* [Exercise requirements]: Set down every entry once more, exactly as it appears.

═══ Data for the task

// src/services/employee_service.rs

use validator::ValidationErrors;

use crate::{
    common::error::{ensure_valid, field_error, AppError},
    db::EmployeeRepository,
    models::employee::{Employee, EmployeeForm},
};

pub(crate) const SELECT_EMPLOYEE_MESSAGE: &str = "Please select an employee.";

/// O funcionário referenciado precisa existir; senão o erro cai no próprio campo.
pub(crate) async fn check_employee_selected(
    employee_repo: &EmployeeRepository,
    employee_id: Option<i64>,
    errors: &mut ValidationErrors,
) -> Result<(), AppError> {
    if let Some(id) = employee_id {
        if !employee_repo.exists(id).await? {
            errors.add("employee_id", field_error("employee_exists", SELECT_EMPLOYEE_MESSAGE));
        }
    }
    Ok(())
}

#[derive(Clone)]
pub struct EmployeeService {
    employee_repo: EmployeeRepository,
}

impl EmployeeService {
    pub fn new(employee_repo: EmployeeRepository) -> Self {
        Self { employee_repo }
    }

    pub async fn list(&self) -> Result<Vec<Employee>, AppError> {
        self.employee_repo.list_all().await
    }

    pub async fn get(&self, id: i64) -> Result<Employee, AppError> {
        self.employee_repo.find_by_id(id).await?.ok_or(AppError::NotFound)
    }

    pub async fn create(&self, form: &EmployeeForm) -> Result<Employee, AppError> {
        ensure_valid(form.check())?;
        let new_employee = form.clone().into_new()?;
        let employee = self.employee_repo.create(&new_employee).await?;
        tracing::info!("👤 Funcionário criado: {} ({})", employee.full_name(), employee.id);
        Ok(employee)
    }

    pub async fn update(&self, id: i64, form: &EmployeeForm) -> Result<Employee, AppError> {
        ensure_valid(form.check())?;
        let changes = form.clone().into_new()?;
        let employee = self.employee_repo.update(id, &changes).await?;
        tracing::info!("👤 Funcionário atualizado: {}", employee.id);
        Ok(employee)
    }

    /// Remove o funcionário (os registros filhos caem em cascata). Devolve o registro removido.
    pub async fn delete(&self, id: i64) -> Result<Employee, AppError> {
        let employee = self.get(id).await?;
        self.employee_repo.delete(id).await?;
        tracing::info!("🗑️ Funcionário removido: {}", id);
        Ok(employee)
    }
}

══════

* [Exercise answer]:
// src/services/employee_service.rs

use validator::ValidationErrors;

use crate::{
    common::error::{ensure_valid, field_error, AppError},
    db::EmployeeRepository,
    models::employee::{Employee, EmployeeForm},
};

pub(crate) const SELECT_EMPLOYEE_MESSAGE: &str = "Please select an employee.";

/// O funcionário referenciado precisa existir; senão o erro cai no próprio campo.
pub(crate) async fn check_employee_selected(
    employee_repo: &EmployeeRepository,
    employee_id: Option<i64>,
    errors: &mut ValidationErrors,
) -> Result<(), AppError> {
    if let Some(id) = employee_id {
        if !employee_repo.exists(id).await? {
            errors.add("employee_id", field_error("employee_exists", SELECT_EMPLOYEE_MESSAGE));
        }
    }
    Ok(())
}

#[derive(Clone)]
pub struct EmployeeService {
    employee_repo: EmployeeRepository,
}

impl EmployeeService {
    pub fn new(employee_repo: EmployeeRepository) -> Self {
        Self { employee_repo }
    }

    pub async fn list(&self) -> Result<Vec<Employee>, AppError> {
        self.employee_repo.list_all().await
    }

    pub async fn get(&self, id: i64) -> Result<Employee, AppError> {
        self.employee_repo.find_by_id(id).await?.ok_or(AppError::NotFound)
    }

    pub async fn create(&self, form: &EmployeeForm) -> Result<Employee, AppError> {
        ensure_valid(form.check())?;
        let new_employee = form.clone().into_new()?;
        let employee = self.employee_repo.create(&new_employee).await?;
        tracing::info!("👤 Funcionário criado: {} ({})", employee.full_name(), employee.id);
        Ok(employee)
    }

    pub async fn update(&self, id: i64, form: &EmployeeForm) -> Result<Employee, AppError> {
        ensure_valid(form.check())?;
        let changes = form.clone().into_new()?;
        let employee = self.employee_repo.update(id, &changes).await?;
        tracing::info!("👤 Funcionário atualizado: {}", employee.id);
        Ok(employee)
    }

    /// Remove o funcionário (os registros filhos caem em cascata). Devolve o registro removido.
    pub async fn delete(&self, id: i64) -> Result<Employee, AppError> {
        let employee = self.get(id).await?;
        self.employee_repo.delete(id).await?;
        tracing::info!("🗑️ Funcionário removido: {}", id);
        Ok(employee)
    }
}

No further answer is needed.